Also to make the matter worse, as I was doing it I was thinking let's do the back of the car as well, now I left with these really rough feeling paint as you touch it.

Thank you in advance guys, any suggestions are welcome.


----------



## andy-mcq (Sep 26, 2008)

This is what I don't understand on Dw 
People who want to look after there cars but try and get a good result using aerosols!
You live and learn young man
Hopefully you will learn that's a complete **** up


----------



## danwel (Feb 18, 2007)

**** me, think its a wet sand and hope in all honesty but failing that bend over and lube up at the body shop


----------



## Luke-Avfc (Jul 2, 2006)

Take it in mate and get it done properly..

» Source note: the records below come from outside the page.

// Fortnox Connect - Library root for testing

pub mod config;
pub mod error;
pub mod auth;
pub mod http_client;
pub mod session;
pub mod middleware;
pub mod routes;
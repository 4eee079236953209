//! Blocking yes/no prompt shown before destructive operations.

/// Asks the user to confirm an action. Returning `false` aborts it.
pub trait Confirm {
    fn confirm(&self, prompt: &str) -> bool;
}

impl<F> Confirm for F
where
    F: Fn(&str) -> bool,
{
    fn confirm(&self, prompt: &str) -> bool {
        self(prompt)
    }
}

/// Answers yes without asking; for non-interactive callers.
#[derive(Debug, Clone, Copy, Default)]
pub struct AssumeYes;

impl Confirm for AssumeYes {
    fn confirm(&self, prompt: &str) -> bool {
        tracing::debug!(prompt, "confirmation assumed");
        true
    }
}
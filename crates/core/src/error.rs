//! Domain error model.

use thiserror::Error;

/// Result type used across the domain layer.
pub type DomainResult<T> = Result<T, DomainError>;

/// Domain-level error.
///
/// Keep this focused on deterministic failures detected on the client
/// (validation, malformed identifiers). Transport concerns belong elsewhere.
#[derive(Debug, Error, Clone, PartialEq, Eq)]
pub enum DomainError {
    /// A form value failed validation. The message is user-facing.
    #[error("{0}")]
    Validation(String),

    /// An identifier was invalid (e.g. parse failure).
    #[error("invalid identifier: {0}")]
    InvalidId(String),
}

impl DomainError {
    pub fn validation(msg: impl Into<String>) -> Self {
        Self::Validation(msg.into())
    }

    pub fn invalid_id(msg: impl Into<String>) -> Self {
        Self::InvalidId(msg.into())
    }

    /// True when the error was raised before anything left the client.
    pub fn is_validation(&self) -> bool {
        matches!(self, Self::Validation(_))
    }
}
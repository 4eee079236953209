use serde::Serialize;

use posadmin_core::validate::{require_non_empty, require_present};
use posadmin_core::{DomainResult, EntityId};

use crate::resource::{Editable, Resource};
use crate::types::Item;

/// `/item`: list, create, update.
#[derive(Debug, Clone, Copy)]
pub struct Items;

#[derive(Debug, Clone, Default, PartialEq)]
pub struct ItemDraft {
    pub name: String,
    pub price: f64,
    pub qty: i64,
    pub item_category_id: Option<EntityId>,
}

/// The backend takes the category as a nested reference, not a flat key.
#[derive(Debug, Clone, Copy, PartialEq, Eq, Serialize)]
#[serde(rename_all = "camelCase")]
pub struct CategoryKey {
    pub category_id: EntityId,
}

#[derive(Debug, Clone, PartialEq, Serialize)]
#[serde(rename_all = "camelCase")]
pub struct ItemPayload {
    pub name: String,
    pub price: f64,
    pub qty: i64,
    pub item_category: Option<CategoryKey>,
}

impl Resource for Items {
    type Entity = Item;
    type Draft = ItemDraft;

    const ENDPOINT: &'static str = "/item";
    const NAME: &'static str = "item";
    const LOAD_FAILED: &'static str = "Failed to load items.";
}

impl Editable for Items {
    type Payload = ItemPayload;

    const SAVE_FAILED: &'static str = "Failed to save item.";
    const UPDATE_FAILED: &'static str = "Failed to update item.";

    fn validate(draft: &ItemDraft) -> DomainResult<()> {
        require_non_empty(&draft.name, "Item name is required.")?;
        require_present(draft.item_category_id, "Please select an item category.")?;
        Ok(())
    }

    fn payload(draft: &ItemDraft, _target: Option<EntityId>) -> ItemPayload {
        ItemPayload {
            name: draft.name.clone(),
            price: draft.price,
            qty: draft.qty,
            item_category: draft
                .item_category_id
                .map(|category_id| CategoryKey { category_id }),
        }
    }

    fn draft_from(item: &Item) -> ItemDraft {
        ItemDraft {
            name: item.name.clone(),
            price: item.price,
            qty: item.qty,
            item_category_id: item.category_id(),
        }
    }
}
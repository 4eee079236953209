//! Console configuration from the environment.
//!
//! Values come from process environment variables, optionally seeded from a
//! `.env` file in the working directory.

use posadmin_observability::LogFormat;

pub const DEFAULT_API_URL: &str = "http://localhost:8080";

const API_URL_VAR: &str = "POSADMIN_API_URL";
const LOG_FORMAT_VAR: &str = "POSADMIN_LOG_FORMAT";
const USERNAME_VAR: &str = "POSADMIN_USERNAME";
const PASSWORD_VAR: &str = "POSADMIN_PASSWORD";

#[derive(Debug, thiserror::Error, Clone, PartialEq, Eq)]
pub enum ConfigError {
    #[error("{var}: {message}")]
    Invalid { var: &'static str, message: String },
}

/// Username/password pair used by the binary to open a session.
#[derive(Clone, PartialEq, Eq)]
pub struct LoginCredentials {
    pub username: String,
    pub password: String,
}

impl core::fmt::Debug for LoginCredentials {
    fn fmt(&self, f: &mut core::fmt::Formatter<'_>) -> core::fmt::Result {
        f.debug_struct("LoginCredentials")
            .field("username", &self.username)
            .field("password", &"<redacted>")
            .finish()
    }
}

#[derive(Debug, Clone, PartialEq, Eq)]
pub struct ConsoleConfig {
    /// Backend base URL, without a trailing slash.
    pub api_url: String,
    pub log_format: LogFormat,
    pub login: Option<LoginCredentials>,
}

impl Default for ConsoleConfig {
    fn default() -> Self {
        Self {
            api_url: DEFAULT_API_URL.to_string(),
            log_format: LogFormat::default(),
            login: None,
        }
    }
}

impl ConsoleConfig {
    pub fn with_api_url(mut self, api_url: impl Into<String>) -> Self {
        self.api_url = normalize_url(&api_url.into());
        self
    }

    /// Load configuration, reading `.env` first when one exists.
    pub fn from_env() -> Result<Self, ConfigError> {
        if let Ok(path) = dotenvy::dotenv() {
            tracing::debug!(path = %path.display(), "loaded .env");
        }
        Self::from_lookup(|key| std::env::var(key).ok())
    }

    /// Build configuration from an arbitrary variable source.
    pub fn from_lookup(lookup: impl Fn(&str) -> Option<String>) -> Result<Self, ConfigError> {
        let api_url = lookup(API_URL_VAR)
            .filter(|v| !v.trim().is_empty())
            .map(|v| normalize_url(&v))
            .unwrap_or_else(|| DEFAULT_API_URL.to_string());

        if !(api_url.starts_with("http://") || api_url.starts_with("https://")) {
            return Err(ConfigError::Invalid {
                var: API_URL_VAR,
                message: format!("`{api_url}` is not an http(s) URL"),
            });
        }

        let log_format = match lookup(LOG_FORMAT_VAR) {
            Some(raw) if !raw.trim().is_empty() => raw
                .parse::<LogFormat>()
                .map_err(|message| ConfigError::Invalid {
                    var: LOG_FORMAT_VAR,
                    message,
                })?,
            _ => LogFormat::default(),
        };

        let login = match (lookup(USERNAME_VAR), lookup(PASSWORD_VAR)) {
            (Some(username), Some(password)) => Some(LoginCredentials { username, password }),
            _ => None,
        };

        Ok(Self {
            api_url,
            log_format,
            login,
        })
    }
}

fn normalize_url(raw: &str) -> String {
    raw.trim().trim_end_matches('/').to_string()
}
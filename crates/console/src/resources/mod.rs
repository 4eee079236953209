//! The five resource collections of the console.

mod category;
mod customer;
mod item;
mod order;
mod stock;

pub use category::{CategoryDraft, CategoryPayload, ItemCategories};
pub use customer::{CustomerDraft, CustomerPayload, Customers};
pub use item::{CategoryKey, ItemDraft, ItemPayload, Items};
pub use order::Orders;
pub use stock::{StockDraft, StockPayload, Stocks};
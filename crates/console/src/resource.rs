//! Resource definitions: what varies between the CRUD screens.
//!
//! A [`Resource`] names a collection endpoint and its entity shape. The
//! optional capabilities are separate traits so that the controller only
//! offers operations the backend actually exposes for that collection:
//! [`Editable`] for create/update, [`Deletable`] for delete.

use core::fmt::Debug;

use serde::de::DeserializeOwned;
use serde::Serialize;

use posadmin_core::{DomainResult, Entity, EntityId};

use crate::transport::Access;

pub trait Resource: Send + Sync + 'static {
    type Entity: Entity + DeserializeOwned + Clone + Debug + Send + Sync + 'static;

    /// Staging copy of the editable fields. `()` for read-only resources.
    type Draft: Default + Clone + Debug + Send + Sync + 'static;

    /// Collection path, e.g. `/itemcategory`.
    const ENDPOINT: &'static str;

    /// Human-readable name used in logs.
    const NAME: &'static str;

    /// Whether calls carry the session credential. Bearer resources refuse
    /// to load before login.
    const ACCESS: Access = Access::Bearer;

    const LOAD_FAILED: &'static str;
}

pub trait Editable: Resource {
    type Payload: Serialize + Send + Sync;

    const SAVE_FAILED: &'static str;
    const UPDATE_FAILED: &'static str;

    /// Required-field checks. Errors carry the message shown inline.
    fn validate(draft: &Self::Draft) -> DomainResult<()>;

    /// Map the draft to the request body the backend expects. `target` is
    /// the entity being updated, `None` on create.
    fn payload(draft: &Self::Draft, target: Option<EntityId>) -> Self::Payload;

    /// Populate a draft from an existing entity for editing.
    fn draft_from(entity: &Self::Entity) -> Self::Draft;
}

pub trait Deletable: Resource {
    const DELETE_FAILED: &'static str;

    /// Question asked before deleting; `None` deletes without asking.
    const CONFIRM_PROMPT: Option<&'static str>;
}
//! Tracing/logging initialization.

use core::str::FromStr;

use tracing_subscriber::EnvFilter;

/// Output format for log lines.
#[derive(Debug, Clone, Copy, PartialEq, Eq, Default)]
pub enum LogFormat {
    /// One JSON object per event (default; what log shippers expect).
    #[default]
    Json,
    /// Human-readable multi-line output for local runs.
    Pretty,
}

impl FromStr for LogFormat {
    type Err = String;

    fn from_str(s: &str) -> Result<Self, Self::Err> {
        match s.trim().to_ascii_lowercase().as_str() {
            "json" => Ok(LogFormat::Json),
            "pretty" | "text" => Ok(LogFormat::Pretty),
            other => Err(format!("unknown log format `{other}` (expected json or pretty)")),
        }
    }
}

/// Initialize tracing/logging for the process.
///
/// Filtering is configurable via `RUST_LOG` and defaults to `info`.
/// Safe to call multiple times (subsequent calls are no-ops).
pub fn init(format: LogFormat) {
    let filter = EnvFilter::try_from_default_env().unwrap_or_else(|_| EnvFilter::new("info"));

    let _ = match format {
        LogFormat::Json => tracing_subscriber::fmt()
            .with_env_filter(filter)
            .json()
            .with_timer(tracing_subscriber::fmt::time::SystemTime)
            .with_target(false)
            .try_init(),
        LogFormat::Pretty => tracing_subscriber::fmt()
            .with_env_filter(filter)
            .pretty()
            .with_target(false)
            .try_init(),
    };
}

Unfortunately no amount of DIY elbow grease will sort that.


----------



## XRDAN (Feb 28, 2012)

wow that's bad! if you want to get in to painting for a hobby get an old panel to practice on, if you just want to save money it never really works out.


now do you realise that 200 to repair scratched paintwork is actually a bargain?:thumb:


----------



## Mikej857 (Jan 17, 2012)

Sorry to say no amount of effort is going to put any of that right, take it in and get it done properly


----------



## Andyb0127 (Jan 16, 2011)

Feck me that brings a new meaning to a smart repair being A4 size.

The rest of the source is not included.